Fraîchement arrivée au Fled, Lina raconte le soulagement de trouver un espace d’intersection entre ces perspectives féministes, antiracistes et écologistes qui ne soit pas approprié par « les plus privilégié·es et leurs écogestes ». Ayant habité en Tunisie toute sa vie, elle relate : « Vu que le pouvoir d’achat est plus bas, on avait déjà un mode de vie inévitablement plus écolo que les Occidentaux. Quand je suis arrivée en France, les seuls exemples que j’avais, c’était par exemple ces bobos qui achètent en vrac, plutôt qu’un mouvement politique vraiment intéressant. »

Le collectif lyonnais peine pourtant à trouver du soutien depuis sa création. Et, de fait, les choix d’organisation en mixité choisie, et plus largement ceux des luttes autonomes, anarchistes, vont à contre-courant des stratégies adoptées par la gauche écologiste. Érik Neveu, expert en sociologie des mouvements sociaux, rappelle l’ancrage historique de ces divergences stratégiques et de ces différents « répertoires d’actions collectives ». Aujourd’hui, celui de l’« inter-orga climat » est essentiellement composé de projets de massification (manifestations, pétitions, désobéissance civile…) permettant la construction d’un rapport de force avec le gouvernement et les entreprises.
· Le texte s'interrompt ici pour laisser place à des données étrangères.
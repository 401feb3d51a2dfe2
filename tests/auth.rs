mod common;

use actix_web::http::StatusCode;
use actix_web::{dev::Payload, test, web, FromRequest};
use serde_json::json;

use blog_platform::auth::{hash_password, verify_password, Auth, JwtKeys};
use blog_platform::error::ApiError;
use blog_platform::repo::UserRepo;
use common::{keys, send, Harness};

#[actix_web::test]
async fn jwt_roundtrip_through_extractor() {
    let h = Harness::new();
    let (user, token) = h.user("tester").await;
    let req = test::TestRequest::default()
        .app_data(web::Data::new(keys()))
        .insert_header(("Authorization", token))
        .to_http_request();
    let mut pl = Payload::None;
    let auth = Auth::from_request(&req, &mut pl).await.expect("extract");
    assert_eq!(auth.user_id(), user.id);
    assert_eq!(auth.0.username, "tester");
}

#[actix_web::test]
async fn extractor_rejects_bad_or_foreign_tokens() {
    let h = Harness::new();
    let (user, _) = h.user("tester").await;

    let req = test::TestRequest::default()
        .app_data(web::Data::new(keys()))
        .insert_header(("Authorization", "Bearer notatoken"))
        .to_http_request();
    let err = Auth::from_request(&req, &mut Payload::None).await.err().unwrap();
    assert!(matches!(err, ApiError::Unauthorized));

    // signed with another secret
    let other = JwtKeys::new(b"another-secret-that-is-32-bytes-long");
    let req = test::TestRequest::default()
        .app_data(web::Data::new(keys()))
        .insert_header(("Authorization", format!("Bearer {}", other.issue(&user).unwrap())))
        .to_http_request();
    assert!(Auth::from_request(&req, &mut Payload::None).await.is_err());

    let req = test::TestRequest::default().app_data(web::Data::new(keys())).to_http_request();
    assert!(Auth::from_request(&req, &mut Payload::None).await.is_err());
}

#[::core::prelude::v1::test]
fn ensure_self_only_accepts_the_caller() {
    let keys = keys();
    let claims = keys
        .verify(
            &keys
                .issue(&blog_platform::models::User {
                    id: 7,
                    username: "seven".into(),
                    email: "seven@example.com".into(),
                    password_hash: String::new(),
                    first_name: String::new(),
                    last_name: String::new(),
                    bio: String::new(),
                    website: String::new(),
                    avatar: String::new(),
                    is_active: true,
                    created_at: chrono::Utc::now(),
                    updated_at: chrono::Utc::now(),
                })
                .unwrap(),
        )
        .unwrap();
    let auth = Auth(claims);
    assert_eq!(auth.ensure_self(None).unwrap(), 7);
    assert_eq!(auth.ensure_self(Some(7)).unwrap(), 7);
    assert!(matches!(auth.ensure_self(Some(8)), Err(ApiError::Forbidden)));
}

#[::core::prelude::v1::test]
fn password_hashes_verify() {
    let hash = hash_password("correct horse").unwrap();
    assert_ne!(hash, "correct horse");
    assert!(verify_password(&hash, "correct horse"));
    assert!(!verify_password(&hash, "battery staple"));
    assert!(!verify_password("not-a-phc-string", "correct horse"));
}

#[actix_web::test]
async fn register_then_login() {
    let h = Harness::new();
    let app = test::init_service(h.app()).await;

    let req = test::TestRequest::post()
        .uri("/register")
        .set_json(json!({"email": "Alice@Example.com", "password": "hunter2hunter2"}))
        .to_request();
    let (status, body) = send(&app, req).await;
    assert_eq!(status, StatusCode::CREATED);
    assert_eq!(body["message"], "registered successfully");
    assert_eq!(body["user"]["username"], "alice");
    assert_eq!(body["user"]["email"], "alice@example.com");
    assert!(body["token"].as_str().is_some_and(|t| !t.is_empty()));

    // the issued token works straight away
    let req = test::TestRequest::get()
        .uri("/auth/me")
        .insert_header(("Authorization", format!("Bearer {}", body["token"].as_str().unwrap())))
        .to_request();
    let (status, me) = send(&app, req).await;
    assert_eq!(status, StatusCode::OK);
    assert_eq!(me["email"], "alice@example.com");

    // username or email both log in
    for login in ["alice", "alice@example.com"] {
        let req = test::TestRequest::post()
            .uri("/login")
            .set_json(json!({"username": login, "password": "hunter2hunter2"}))
            .to_request();
        let (status, body) = send(&app, req).await;
        assert_eq!(status, StatusCode::OK, "{login}");
        assert_eq!(body["user"]["name"], "alice");
    }
    let req = test::TestRequest::post()
        .uri("/login")
        .set_json(json!({"email": "alice@example.com", "password": "hunter2hunter2"}))
        .to_request();
    let (status, _) = send(&app, req).await;
    assert_eq!(status, StatusCode::OK);

    let req = test::TestRequest::post()
        .uri("/login")
        .set_json(json!({"username": "alice", "password": "wrong-password"}))
        .to_request();
    let (status, body) = send(&app, req).await;
    assert_eq!(status, StatusCode::UNAUTHORIZED);
    assert_eq!(body["error"], "unauthorized");

    let req = test::TestRequest::post()
        .uri("/login")
        .set_json(json!({"username": "nobody", "password": "hunter2hunter2"}))
        .to_request();
    let (status, _) = send(&app, req).await;
    assert_eq!(status, StatusCode::UNAUTHORIZED);
}

#[actix_web::test]
async fn registration_validation_and_conflicts() {
    let h = Harness::new();
    let app = test::init_service(h.app()).await;
    let register = |body: serde_json::Value| test::TestRequest::post().uri("/register").set_json(body).to_request();

    let (status, _) = send(&app, register(json!({"email": "a@example.com", "password": "short"}))).await;
    assert_eq!(status, StatusCode::BAD_REQUEST);
    let (status, _) = send(&app, register(json!({"email": "not-an-email", "password": "longenough"}))).await;
    assert_eq!(status, StatusCode::BAD_REQUEST);
    let (status, _) = send(&app, register(json!({"password": "longenough"}))).await;
    assert_eq!(status, StatusCode::BAD_REQUEST);

    let (status, first) = send(&app, register(json!({"email": "sam@one.org", "password": "longenough"}))).await;
    assert_eq!(status, StatusCode::CREATED);
    assert_eq!(first["user"]["username"], "sam");

    // same local part on another domain gets a numbered username
    let (status, second) = send(&app, register(json!({"email": "sam@two.org", "password": "longenough"}))).await;
    assert_eq!(status, StatusCode::CREATED);
    assert_eq!(second["user"]["username"], "sam1");

    let (status, _) = send(&app, register(json!({"email": "SAM@one.org", "password": "longenough"}))).await;
    assert_eq!(status, StatusCode::CONFLICT);
    let (status, _) =
        send(&app, register(json!({"email": "x@three.org", "password": "longenough", "username": "sam"}))).await;
    assert_eq!(status, StatusCode::CONFLICT);

    // malformed JSON still answers with the JSON error shape
    let req = test::TestRequest::post()
        .uri("/register")
        .insert_header(("Content-Type", "application/json"))
        .set_payload("{not json")
        .to_request();
    let (status, body) = send(&app, req).await;
    assert_eq!(status, StatusCode::BAD_REQUEST);
    assert!(body["error"].as_str().unwrap().starts_with("invalid json"));

    let stored = h.repo.find_user_by_login("sam").await.unwrap();
    assert!(stored.password_hash.starts_with("$argon2"));
}

#[actix_web::test]
async fn usernames_cannot_shadow_an_email_login() {
    let h = Harness::new();
    let app = test::init_service(h.app()).await;
    let register = |body: serde_json::Value| test::TestRequest::post().uri("/register").set_json(body).to_request();

    let (status, _) =
        send(&app, register(json!({"email": "victim@example.com", "password": "victimpass"}))).await;
    assert_eq!(status, StatusCode::CREATED);
    let (status, body) = send(
        &app,
        register(json!({"email": "squat@example.com", "password": "squatpass", "username": "victim@example.com"})),
    )
    .await;
    assert_eq!(status, StatusCode::BAD_REQUEST);
    assert!(body["error"].as_str().unwrap().starts_with("username must be"));

    // the email owner still gets in by email
    let req = test::TestRequest::post()
        .uri("/login")
        .set_json(json!({"email": "victim@example.com", "password": "victimpass"}))
        .to_request();
    let (status, body) = send(&app, req).await;
    assert_eq!(status, StatusCode::OK);
    assert_eq!(body["user"]["name"], "victim");
}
Alors, souvent accusés de « diviser la lutte » par d’autres associations, les militants du Fled regrettent aujourd’hui qu’à part « les membres de Youth For Climate, avec qui on a des bons contacts, il y [ait] plein de collectifs qui ne partagent rien de ce que l’on mène, grommelle Yekrik. Ça ne veut pas dire que les autres nous tirent dans les pattes, c’est juste une espèce de stratégie de l’indifférence ».Quôc Anh, lui, est formel sur l’instrumentalisation de la convergence des luttes et assène : « C’est toujours la lutte du “plus grand nombre” qui l’emporte sur les autres, qui ne sont pas écoutées. Je crois à des alliances entre luttes, qui ne sont jamais permanentes et qui doivent servir des objectifs bien concrets. »

Exclure pour mieux se retrouver ? Si la pérennité de ces positionnements est questionnable pour l’efficacité du mouvement, de nouvelles solidarités semblent pouvoir naître de ces marges où se retrouvent les empêcheurs de tourner en rond des organisations traditionnelles, à l’instar de celles avec le collectif Judéités Queer (un collectif LGBT en lutte contre l’antisémitisme), qui a pris part à l’action de collage.

Si ces constats décoloniaux peinent à se faire entendre dans les milieux militants, l’État et l’extrême droite française y sont plus qu’attentifs : répression policière et judiciaire face aux actions et mouvements, menaces et indignations contre ceux qui voudraient « effacer l’histoire ». Reste à savoir qui l’a effacée en premier.